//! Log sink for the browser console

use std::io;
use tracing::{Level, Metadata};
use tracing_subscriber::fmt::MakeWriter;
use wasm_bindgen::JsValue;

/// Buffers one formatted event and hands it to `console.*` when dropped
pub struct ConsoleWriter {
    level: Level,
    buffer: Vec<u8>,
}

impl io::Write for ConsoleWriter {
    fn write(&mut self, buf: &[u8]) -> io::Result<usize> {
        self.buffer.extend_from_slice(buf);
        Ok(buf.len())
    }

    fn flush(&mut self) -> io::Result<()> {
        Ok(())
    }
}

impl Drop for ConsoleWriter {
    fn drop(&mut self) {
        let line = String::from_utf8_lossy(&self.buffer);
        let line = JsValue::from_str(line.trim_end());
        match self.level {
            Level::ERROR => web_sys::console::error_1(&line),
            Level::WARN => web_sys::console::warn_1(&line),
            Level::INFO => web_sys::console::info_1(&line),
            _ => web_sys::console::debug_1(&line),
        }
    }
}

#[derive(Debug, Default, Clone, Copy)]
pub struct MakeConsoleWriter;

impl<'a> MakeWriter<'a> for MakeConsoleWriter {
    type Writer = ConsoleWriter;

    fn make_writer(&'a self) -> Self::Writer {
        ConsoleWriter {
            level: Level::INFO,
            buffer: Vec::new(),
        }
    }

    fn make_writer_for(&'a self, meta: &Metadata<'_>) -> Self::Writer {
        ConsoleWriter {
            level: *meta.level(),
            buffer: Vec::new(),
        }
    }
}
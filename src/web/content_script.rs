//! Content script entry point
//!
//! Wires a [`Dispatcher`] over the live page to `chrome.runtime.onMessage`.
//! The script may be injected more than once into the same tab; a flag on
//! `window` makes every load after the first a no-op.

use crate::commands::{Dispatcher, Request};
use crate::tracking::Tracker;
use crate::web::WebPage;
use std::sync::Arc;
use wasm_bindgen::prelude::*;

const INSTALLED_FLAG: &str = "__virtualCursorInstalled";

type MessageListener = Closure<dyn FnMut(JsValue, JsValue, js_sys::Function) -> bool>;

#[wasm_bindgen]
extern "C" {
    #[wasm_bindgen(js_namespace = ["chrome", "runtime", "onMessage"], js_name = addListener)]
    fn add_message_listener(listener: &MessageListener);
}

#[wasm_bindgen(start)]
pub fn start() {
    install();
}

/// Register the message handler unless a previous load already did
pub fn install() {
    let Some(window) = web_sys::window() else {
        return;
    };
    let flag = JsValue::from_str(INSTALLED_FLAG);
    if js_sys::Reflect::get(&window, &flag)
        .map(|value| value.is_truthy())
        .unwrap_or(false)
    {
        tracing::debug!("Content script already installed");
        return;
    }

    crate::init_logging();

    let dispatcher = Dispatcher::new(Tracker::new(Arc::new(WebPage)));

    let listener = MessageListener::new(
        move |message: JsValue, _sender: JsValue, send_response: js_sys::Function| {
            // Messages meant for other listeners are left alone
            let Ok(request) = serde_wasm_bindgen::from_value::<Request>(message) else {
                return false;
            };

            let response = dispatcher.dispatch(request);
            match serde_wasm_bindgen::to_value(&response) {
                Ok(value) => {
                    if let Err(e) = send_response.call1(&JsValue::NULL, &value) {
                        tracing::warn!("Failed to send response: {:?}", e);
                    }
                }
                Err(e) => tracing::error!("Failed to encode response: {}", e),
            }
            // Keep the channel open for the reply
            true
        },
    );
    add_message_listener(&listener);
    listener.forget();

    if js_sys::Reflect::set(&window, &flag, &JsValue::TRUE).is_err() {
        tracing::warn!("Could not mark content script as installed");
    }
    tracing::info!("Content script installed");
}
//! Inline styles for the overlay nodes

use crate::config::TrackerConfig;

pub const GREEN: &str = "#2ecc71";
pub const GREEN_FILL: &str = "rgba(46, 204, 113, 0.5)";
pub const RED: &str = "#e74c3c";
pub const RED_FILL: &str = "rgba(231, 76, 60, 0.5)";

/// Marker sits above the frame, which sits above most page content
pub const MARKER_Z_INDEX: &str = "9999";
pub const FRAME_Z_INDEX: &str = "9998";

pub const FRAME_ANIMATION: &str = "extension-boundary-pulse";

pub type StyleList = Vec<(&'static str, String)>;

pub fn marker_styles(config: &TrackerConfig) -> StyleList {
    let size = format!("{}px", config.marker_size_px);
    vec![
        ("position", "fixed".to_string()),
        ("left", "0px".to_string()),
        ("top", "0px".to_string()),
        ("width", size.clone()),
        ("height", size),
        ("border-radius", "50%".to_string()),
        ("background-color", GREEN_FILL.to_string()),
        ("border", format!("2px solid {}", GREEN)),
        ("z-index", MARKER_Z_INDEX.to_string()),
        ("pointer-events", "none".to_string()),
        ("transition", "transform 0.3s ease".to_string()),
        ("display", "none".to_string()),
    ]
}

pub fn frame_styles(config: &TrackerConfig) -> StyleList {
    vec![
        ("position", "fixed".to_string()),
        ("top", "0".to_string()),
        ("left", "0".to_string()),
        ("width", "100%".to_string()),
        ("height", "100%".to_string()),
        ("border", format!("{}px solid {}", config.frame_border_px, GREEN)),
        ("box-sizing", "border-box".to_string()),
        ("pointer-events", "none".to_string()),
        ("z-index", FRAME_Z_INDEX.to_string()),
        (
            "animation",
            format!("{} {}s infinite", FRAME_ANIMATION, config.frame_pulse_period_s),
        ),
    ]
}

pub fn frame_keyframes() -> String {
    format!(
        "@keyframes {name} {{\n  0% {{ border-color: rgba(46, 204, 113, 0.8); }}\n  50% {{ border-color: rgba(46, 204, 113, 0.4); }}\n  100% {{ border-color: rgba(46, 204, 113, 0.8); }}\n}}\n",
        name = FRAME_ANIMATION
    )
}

▬▬▬▬▬▬▬▬▬▬

## TASK DIRECTIONS
Whenever a line of the data above includes the word "MakeConsoleWriter", copy that line.

## TASK OUTPUT
pub struct MakeConsoleWriter;
impl<'a> MakeWriter<'a> for MakeConsoleWriter {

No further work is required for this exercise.